Every once in a while I come across a chance to own a piece of history. Nothing so spectacular as a handwritten note from Ben Franklin, or a scrap of the original Bill of Rights, but an original document penned by an Iowa farmer in the early 19th century.  His diary  is a one-way conversation with a bit of this country’s past. The words, however, move me in ways no history book ever has. Here are some excerpts from Josuah Penn’s life:

January 2, 1886 – “Took the sleigh into town today to fetch Rev. Gill. Mother is poorly.  The snow is piled so high that we almost didn’t make it back. Reverend is spending the night, possibly mother’s last.”

January 4 –  “Many turned out for the funeral today. The ground was cold and I wept on the inside so others would not see my pain as J.K. and Moss helped me prepare the frozen ground. Mother was beloved. It was good to my heart to see so many turn out on this dark cold afternoon. She is with the Lord, she is at peace at last.”

April 18, 1886 – “The rain! It runs in rivers down the roof shingles and floods the yard, overflowing the duck pond. The wagon wheels are dragged down with  mud until they stop solid and refuse to move anymore. Daniel and I have tried in vain to move them with the aid of the mules, but no good. We will try tomorrow.

August 10, 1886 –  “A new life!

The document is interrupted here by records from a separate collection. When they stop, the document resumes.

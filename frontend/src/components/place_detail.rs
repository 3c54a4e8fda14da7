use shared::{ApiError, PlaceDetail};
use uuid::Uuid;
use wasm_bindgen_futures::spawn_local;
use yew::prelude::*;

use super::error_banner::ErrorBanner;
use super::error_page::ErrorPage;
use crate::page::Page;
use crate::services::api::ApiClient;
use crate::services::date_utils::{format_date_range, stars};
use crate::services::logging::Logger;

#[derive(Properties, PartialEq)]
pub struct PlaceDetailProps {
    pub api_client: ApiClient,
    pub place_id: Uuid,
    pub on_navigate: Callback<Page>,
    pub on_unauthorized: Callback<()>,
}

/// Adds the place to favorites, or removes the favorite that points at it.
/// Returns the new favorite state.
async fn toggle_favorite(api_client: &ApiClient, place_id: Uuid, currently: bool) -> Result<bool, ApiError> {
    if !currently {
        api_client.add_favorite(place_id).await?;
        return Ok(true);
    }
    let favorites = api_client.list_favorites().await?;
    match favorites.iter().find(|f| f.lieu.id == place_id) {
        Some(favorite) => api_client.remove_favorite(favorite.id).await?,
        None => Logger::warn_with_component("place_detail", "Favorite flag set but no matching favorite found"),
    }
    Ok(false)
}

#[function_component(PlaceDetailView)]
pub fn place_detail_view(props: &PlaceDetailProps) -> Html {
    let detail = use_state(|| Option::<PlaceDetail>::None);
    let loading = use_state(|| true);
    let error = use_state(|| Option::<ApiError>::None);
    let toggling = use_state(|| false);

    use_effect_with((props.api_client.clone(), props.place_id), {
        let detail = detail.clone();
        let loading = loading.clone();
        let error = error.clone();
        move |(api_client, place_id): &(ApiClient, Uuid)| {
            let api_client = api_client.clone();
            let place_id = *place_id;
            spawn_local(async move {
                loading.set(true);
                match api_client.get_place_detail(place_id).await {
                    Ok(data) => {
                        error.set(None);
                        detail.set(Some(data));
                    }
                    Err(e) => {
                        Logger::error_with_component("place_detail", &format!("Failed to load place {}: {}", place_id, e));
                        error.set(Some(e));
                    }
                }
                loading.set(false);
            });
            || ()
        }
    });

    let on_toggle_favorite = {
        let api_client = props.api_client.clone();
        let on_unauthorized = props.on_unauthorized.clone();
        let place_id = props.place_id;
        let detail = detail.clone();
        let error = error.clone();
        let toggling = toggling.clone();
        Callback::from(move |_: MouseEvent| {
            let Some(current) = (*detail).clone() else {
                return;
            };
            if *toggling {
                return;
            }
            let api_client = api_client.clone();
            let on_unauthorized = on_unauthorized.clone();
            let detail = detail.clone();
            let error = error.clone();
            let toggling = toggling.clone();
            spawn_local(async move {
                toggling.set(true);
                match toggle_favorite(&api_client, place_id, current.is_favori).await {
                    Ok(is_favori) => {
                        error.set(None);
                        Logger::info_with_component("place_detail", if is_favori { "❤️ Added to favorites" } else { "🤍 Removed from favorites" });
                        detail.set(Some(PlaceDetail { is_favori, ..current }));
                    }
                    Err(e) if e.is_unauthorized() => on_unauthorized.emit(()),
                    Err(e) => error.set(Some(e)),
                }
                toggling.set(false);
            });
        })
    };

    if *loading {
        return html! { <div class="loading">{"Chargement du lieu..."}</div> };
    }

    let Some(detail) = (*detail).clone() else {
        return match &*error {
            Some(ApiError::NotFound) => html! {
                <ErrorPage code={404} title={Some("Lieu introuvable".to_string())} on_navigate={props.on_navigate.clone()} />
            },
            other => html! { <ErrorBanner error={other.clone()} /> },
        };
    };

    let place = &detail.place;
    let on_back = {
        let on_navigate = props.on_navigate.clone();
        Callback::from(move |_: MouseEvent| on_navigate.emit(Page::Home))
    };

    html! {
        <div class="place-detail">
            <button type="button" class="btn btn-secondary" onclick={on_back}>{"← Retour à l'accueil"}</button>

            <header class="place-header">
                <h1>{&place.nom_ville}</h1>
                <p class="place-country">{&place.pays.nom}</p>
                <p class="place-coords">{format!("📍 {:.4}, {:.4}", place.latitude, place.longitude)}</p>
                {if let Some(average) = place.note_moyenne {
                    html! { <p class="place-rating">{format!("⭐ {:.1} / 5", average)}</p> }
                } else { html! {} }}
                {if props.api_client.is_authenticated() {
                    html! {
                        <button type="button" class="btn favorite-toggle" onclick={on_toggle_favorite} disabled={*toggling}>
                            {if detail.is_favori { "❤️ Lieu favori" } else { "🤍 Ajouter aux favoris" }}
                        </button>
                    }
                } else { html! {} }}
            </header>

            <ErrorBanner error={(*error).clone()} />

            <section class="place-trips">
                <h2>{format!("🧳 Voyages à {} ({})", place.nom_ville, detail.total_voyages)}</h2>
                {if detail.user_voyages.is_empty() {
                    html! { <p class="empty-state">{"Aucun voyage enregistré ici pour l'instant."}</p> }
                } else {
                    html! {
                        <div class="trip-cards">
                            {for detail.user_voyages.iter().map(|trip| {
                                let trip_id = trip.id;
                                let on_navigate = props.on_navigate.clone();
                                html! {
                                    <div class="trip-card" key={trip_id.to_string()} onclick={move |_| on_navigate.emit(Page::TripDetail(trip_id))}>
                                        <strong>
                                            {trip.utilisateur.as_ref().map(|u| u.display_name()).unwrap_or_else(|| "Voyageur".to_string())}
                                        </strong>
                                        <p class="trip-dates">{format_date_range(&trip.date_debut, trip.date_fin.as_deref())}</p>
                                        {if let Some(note) = trip.note {
                                            html! { <p class="trip-rating">{stars(note)}</p> }
                                        } else { html! {} }}
                                        {if !trip.commentaire.is_empty() {
                                            html! { <p class="trip-comment">{&trip.commentaire}</p> }
                                        } else { html! {} }}
                                    </div>
                                }
                            })}
                        </div>
                    }
                }}
            </section>
        </div>
    }
}
use gloo::dialogs::alert;
use shared::media::{resolve_media_url, MediaKind};
use shared::{ApiError, ProfileDetail, User, UserStats};
use wasm_bindgen_futures::spawn_local;
use web_sys::{HtmlInputElement, HtmlTextAreaElement};
use yew::prelude::*;

use super::error_banner::ErrorBanner;
use super::visited_countries::VisitedCountriesPanel;
use crate::page::Page;
use crate::services::api::{ApiClient, ProfileUpdate};
use crate::services::logging::Logger;

#[derive(Properties, PartialEq)]
pub struct ProfileProps {
    pub api_client: ApiClient,
    pub user: User,
    pub on_navigate: Callback<Page>,
    pub on_unauthorized: Callback<()>,
    /// Receives the avatar path after a profile fetch or an upload
    pub on_avatar: Callback<String>,
}

#[function_component(Profile)]
pub fn profile(props: &ProfileProps) -> Html {
    let stats = use_state(|| Option::<UserStats>::None);
    let loading = use_state(|| true);
    let error = use_state(|| Option::<ApiError>::None);
    let detail = use_state(ProfileDetail::default);
    let bio_draft = use_state(|| Option::<String>::None);
    let saving = use_state(|| false);

    use_effect_with((props.api_client.clone(), props.user.id), {
        let stats = stats.clone();
        let loading = loading.clone();
        let error = error.clone();
        let detail = detail.clone();
        let on_unauthorized = props.on_unauthorized.clone();
        let on_avatar = props.on_avatar.clone();
        move |(api_client, _): &(ApiClient, i64)| {
            let api_client = api_client.clone();
            spawn_local(async move {
                loading.set(true);
                match api_client.get_profile().await {
                    Ok(data) => {
                        error.set(None);
                        stats.set(Some(data));
                    }
                    Err(e) if e.is_unauthorized() => on_unauthorized.emit(()),
                    Err(e) => {
                        Logger::error_with_component("profile", &format!("Failed to load stats: {}", e));
                        error.set(Some(e));
                    }
                }
                loading.set(false);

                match api_client.get_profile_detail().await {
                    Ok(data) => {
                        if let Some(path) = data.avatar_path() {
                            on_avatar.emit(path.to_string());
                        }
                        detail.set(data);
                    }
                    Err(e) => Logger::debug_with_component("profile", &format!("No profile detail: {}", e)),
                }
            });
            || ()
        }
    });

    let on_edit_bio = {
        let bio_draft = bio_draft.clone();
        let current = detail.bio.clone().unwrap_or_default();
        Callback::from(move |_: MouseEvent| bio_draft.set(Some(current.clone())))
    };

    let on_bio_input = {
        let bio_draft = bio_draft.clone();
        Callback::from(move |e: InputEvent| {
            let area: HtmlTextAreaElement = e.target_unchecked_into();
            bio_draft.set(Some(area.value()));
        })
    };

    let on_cancel_bio = {
        let bio_draft = bio_draft.clone();
        Callback::from(move |_: MouseEvent| bio_draft.set(None))
    };

    let on_save_bio = {
        let api_client = props.api_client.clone();
        let on_unauthorized = props.on_unauthorized.clone();
        let bio_draft = bio_draft.clone();
        let detail = detail.clone();
        let saving = saving.clone();
        let error = error.clone();
        Callback::from(move |_: MouseEvent| {
            let Some(bio) = (*bio_draft).clone() else {
                return;
            };
            let api_client = api_client.clone();
            let on_unauthorized = on_unauthorized.clone();
            let bio_draft = bio_draft.clone();
            let detail = detail.clone();
            let saving = saving.clone();
            let error = error.clone();
            spawn_local(async move {
                saving.set(true);
                let bio = bio.trim().to_string();
                match api_client.update_profile(ProfileUpdate::Bio(bio.clone())).await {
                    Ok(_) => {
                        Logger::info_with_component("profile", "📝 Bio updated");
                        error.set(None);
                        detail.set(ProfileDetail { bio: Some(bio), ..(*detail).clone() });
                        bio_draft.set(None);
                    }
                    Err(e) if e.is_unauthorized() => on_unauthorized.emit(()),
                    Err(e) => error.set(Some(e)),
                }
                saving.set(false);
            });
        })
    };

    let on_avatar_pick = {
        let api_client = props.api_client.clone();
        let on_unauthorized = props.on_unauthorized.clone();
        let on_avatar = props.on_avatar.clone();
        let saving = saving.clone();
        let error = error.clone();
        Callback::from(move |e: Event| {
            let input: HtmlInputElement = e.target_unchecked_into();
            let Some(file) = input.files().and_then(|files| files.get(0)) else {
                return;
            };
            input.set_value("");
            if MediaKind::from_mime(&file.type_()) != Some(MediaKind::Image) {
                error.set(Some(ApiError::invalid("profile_image", "Veuillez choisir une image")));
                return;
            }
            let api_client = api_client.clone();
            let on_unauthorized = on_unauthorized.clone();
            let on_avatar = on_avatar.clone();
            let saving = saving.clone();
            let error = error.clone();
            spawn_local(async move {
                saving.set(true);
                match api_client.update_profile(ProfileUpdate::Image(file)).await {
                    Ok(updated) => match updated.avatar_path() {
                        Some(path) => {
                            // Bust the browser cache, the file name is reused
                            let separator = if path.contains('?') { '&' } else { '?' };
                            on_avatar.emit(format!("{}{}t={}", path, separator, js_sys::Date::now() as u64));
                            error.set(None);
                            alert("Photo de profil enregistrée avec succès !");
                        }
                        None => alert("Photo uploadée mais URL non reçue"),
                    },
                    Err(e) if e.is_unauthorized() => on_unauthorized.emit(()),
                    Err(e) => {
                        Logger::error_with_component("profile", &format!("Avatar upload failed: {}", e));
                        error.set(Some(e));
                    }
                }
                saving.set(false);
            });
        })
    };

    let avatar = resolve_media_url(&props.api_client.config().media_root, props.user.profile_image.as_deref());

    html! {
        <div class="profile">
            <header class="profile-header card">
                <div class="profile-avatar-wrapper">
                    <img class="profile-avatar" src={avatar} alt={props.user.username.clone()} />
                    <label class="btn btn-secondary avatar-upload">
                        {"📷 Changer la photo"}
                        <input type="file" accept="image/*" hidden=true onchange={on_avatar_pick} disabled={*saving} />
                    </label>
                </div>
                <div>
                    <h1>{props.user.display_name()}</h1>
                    <p class="profile-username">{format!("@{}", props.user.username)}</p>
                    {if !props.user.email.is_empty() {
                        html! { <p class="profile-email">{&props.user.email}</p> }
                    } else { html! {} }}
                    {match &*bio_draft {
                        Some(draft) => html! {
                            <div class="bio-editor">
                                <textarea class="input" rows="3" maxlength="500" value={draft.clone()}
                                    oninput={on_bio_input} disabled={*saving} />
                                <div class="form-buttons">
                                    <button type="button" class="btn btn-primary" onclick={on_save_bio} disabled={*saving}>
                                        {if *saving { "Enregistrement..." } else { "Enregistrer" }}
                                    </button>
                                    <button type="button" class="btn btn-secondary" onclick={on_cancel_bio}>{"Annuler"}</button>
                                </div>
                            </div>
                        },
                        None => html! {
                            <p class="profile-bio">
                                {detail.bio.clone().filter(|b| !b.trim().is_empty()).unwrap_or_else(|| "Aucune bio pour le moment.".to_string())}
                                <button type="button" class="btn-link" onclick={on_edit_bio}>{"✏️ Modifier"}</button>
                            </p>
                        },
                    }}
                </div>
            </header>

            <ErrorBanner error={(*error).clone()} />

            {if *loading {
                html! { <div class="loading">{"Chargement du profil..."}</div> }
            } else if let Some(stats) = &*stats {
                html! {
                    <>
                        <div class="profile-stats">
                            <div class="stat"><strong>{stats.score_total}</strong><span>{"Score"}</span></div>
                            <div class="stat"><strong>{stats.nombre_voyages}</strong><span>{"Voyages"}</span></div>
                            <div class="stat"><strong>{stats.lieux_visites.len()}</strong><span>{"Lieux"}</span></div>
                            <div class="stat"><strong>{stats.nombre_favoris}</strong><span>{"Favoris"}</span></div>
                        </div>
                        <VisitedCountriesPanel countries={stats.pays_visites.clone()} />
                        {if !stats.lieux_visites.is_empty() {
                            html! {
                                <section class="profile-places">
                                    <h2>{"📍 Lieux visités"}</h2>
                                    <ul>
                                        {for stats.lieux_visites.iter().map(|place| {
                                            let place_id = place.id;
                                            let on_navigate = props.on_navigate.clone();
                                            html! {
                                                <li key={place_id.to_string()} onclick={move |_| on_navigate.emit(Page::PlaceDetail(place_id))}>
                                                    {place.label()}
                                                </li>
                                            }
                                        })}
                                    </ul>
                                </section>
                            }
                        } else { html! {} }}
                    </>
                }
            } else { html! {} }}
        </div>
    }
}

Another boy! I cannot express my joy at this wonder of beauty and sweetness! Hannah is well and resting after her long ordeal and my precious new son will be named Elijah, for her father. A parting and a new beginning within the span of half a year. The miracle of life brought full circle.”

On August 10 2011 , baby Elijah would be celebrating his  125th birthday. Yet as I read the joyful announcement of his son’s birth, the span of time melts and I am drawn into the celebration of a new life.  Words have power and when written down, they endure.  Joshua Penn is long gone, but his diary whispers his story to those willing to take the time to listen.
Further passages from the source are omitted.